* TASK OBJECTIVE *
The answer is a stretch of the material below, returned exactly: the line containing "pub fn create(&mut", the line containing "file and stores the open dictionary.", and all lines between.

* RECORDS PROVIDED *
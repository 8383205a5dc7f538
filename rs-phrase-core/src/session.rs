use std::path::Path;

use log::{info, warn};

use crate::config::{Config, GeneratorConfig};
use crate::error::{Error, Result};
use crate::model::dictionary::Dictionary;
use crate::storage::Storage;

/// One user working with at most one open dictionary.
///
/// # Responsibilities
/// - Reopen the dictionary remembered in the configuration
/// - Create, open and delete dictionaries by name
/// - Route ingestion and generation to the open dictionary
///
/// # Invariants
/// - `config.current_dictionary` names the open dictionary, if any
#[derive(Debug)]
pub struct Session<S: Storage> {
	storage: S,
	config: Config,
	current: Option<Dictionary>,
}

impl<S: Storage> Session<S> {
	/// Starts a session, reopening `config.current_dictionary` when it exists.
	///
	/// A remembered dictionary that is missing or unreadable is forgotten.
	pub fn start(storage: S, mut config: Config) -> Result<Self> {
		let current = match config.current_dictionary.take() {
			Some(name) if Dictionary::validate_name(&name).is_err() => {
				warn!("Remembered dictionary name '{name}' is invalid");
				None
			}
			Some(name) if storage.contains(&name)? => match Dictionary::open(&storage, &name, config.generator()) {
				Ok(dictionary) => Some(dictionary),
				Err(Error::NotFound(_)) => {
					warn!("Dictionary '{name}' cannot be reopened");
					None
				}
				Err(e) => return Err(e),
			},
			Some(name) => {
				warn!("Dictionary '{name}' no longer exists");
				None
			}
			None => None,
		};

		config.current_dictionary = current.as_ref().map(|d| d.name().to_owned());
		Ok(Self { storage, config, current })
	}

	/// The configuration, with the open dictionary remembered.
	pub fn config(&self) -> &Config {
		&self.config
	}

	pub fn storage(&self) -> &S {
		&self.storage
	}

	/// Names of all stored dictionaries, sorted.
	pub fn available(&self) -> Result<Vec<String>> {
		self.storage.list_available()
	}

	pub fn current_name(&self) -> Option<&str> {
		self.current.as_ref().map(Dictionary::name)
	}

	pub fn current(&self) -> Option<&Dictionary> {
		self.current.as_ref()
	}

	fn set_current(&mut self, dictionary: Option<Dictionary>) {
		self.config.current_dictionary = dictionary.as_ref().map(|d| d.name().to_owned());
		self.current = dictionary;
	}

	fn current_mut(&mut self) -> Result<&mut Dictionary> {
		self.current.as_mut().ok_or(Error::NoDictionaryOpen)
	}

	/// Opens the dictionary `name`. Does nothing if it is already open.
	pub fn open(&mut self, name: &str) -> Result<()> {
		if self.current_name() == Some(name) {
			return Ok(());
		}
		let dictionary = Dictionary::open(&self.storage, name, self.config.generator())?;
		self.set_current(Some(dictionary));
		Ok(())
	}

	/// Creates an empty dictionary `name` and opens it.
	pub fn create(&mut self, name: &str) -> Result<()> {
		let dictionary = Dictionary::create(&mut self.storage, name, self.config.generator())?;
		self.set_current(Some(dictionary));
		Ok(())
	}

	/// Deletes the open dictionary, then opens the first remaining one.
	///
	/// Returns the name of the newly opened dictionary, if any.
	pub fn delete_current(&mut self) -> Result<Option<String>> {
		let dictionary = self.current.take().ok_or(Error::NoDictionaryOpen)?;
		if let Err(e) = self.storage.delete(dictionary.name()) {
			// Still stored, so it stays open
			self.current = Some(dictionary);
			return Err(e);
		}
		info!("Dictionary '{}' deleted", dictionary.name());
		self.config.current_dictionary = None;

		if let Some(next) = self.storage.list_available()?.into_iter().next() {
			self.open(&next)?;
			info!("Switched to dictionary '{next}'");
			return Ok(Some(next));
		}
		Ok(None)
	}

	/// Learns from a text file and stores the open dictionary.
	pub fn ingest_file<P: AsRef<Path>>(&mut self, path: P) -> Result<usize> {
		let dictionary = self.current.as_mut().ok_or(Error::NoDictionaryOpen)?;
		dictionary.ingest_file(path, &mut self.storage)
	}

	/// Learns from `text` and stores the open dictionary.
	pub fn ingest_text(&mut self, text: &str) -> Result<usize> {
		let touched = self.current_mut()?.ingest_text(text);
		self.save()?;
		Ok(touched)
	}

	/// Stores the open dictionary.
	pub fn save(&mut self) -> Result<()> {
		let dictionary = self.current.as_ref().ok_or(Error::NoDictionaryOpen)?;
		dictionary.save(&mut self.storage)
	}

	/// Replaces the generation tunables, for the open dictionary too.
	pub fn set_generator_config(&mut self, generator: GeneratorConfig) {
		self.config.max_generated_word_count = generator.max_generated_word_count;
		self.config.generated_without_dot = generator.generated_without_dot;
		if let Some(dictionary) = self.current.as_mut() {
			dictionary.set_config(generator);
		}
	}

	/// Continues `prefix` with the open dictionary.
	pub fn generate(&self, prefix: &str) -> Result<String> {
		self.current.as_ref().ok_or(Error::NoDictionaryOpen)?.generate(prefix)
	}
}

* OUTPUT BELOW *
	pub fn create(&mut self, name: &str) -> Result<()> {
		let dictionary = Dictionary::create(&mut self.storage, name, self.config.generator())?;
		self.set_current(Some(dictionary));
		Ok(())
	}

	/// Deletes the open dictionary, then opens the first remaining one.
	///
	/// Returns the name of the newly opened dictionary, if any.
	pub fn delete_current(&mut self) -> Result<Option<String>> {
		let dictionary = self.current.take().ok_or(Error::NoDictionaryOpen)?;
		if let Err(e) = self.storage.delete(dictionary.name()) {
			// Still stored, so it stays open
			self.current = Some(dictionary);
			return Err(e);
		}
		info!("Dictionary '{}' deleted", dictionary.name());
		self.config.current_dictionary = None;

		if let Some(next) = self.storage.list_available()?.into_iter().next() {
			self.open(&next)?;
			info!("Switched to dictionary '{next}'");
			return Ok(Some(next));
		}
		Ok(None)
	}

	/// Learns from a text file and stores the open dictionary.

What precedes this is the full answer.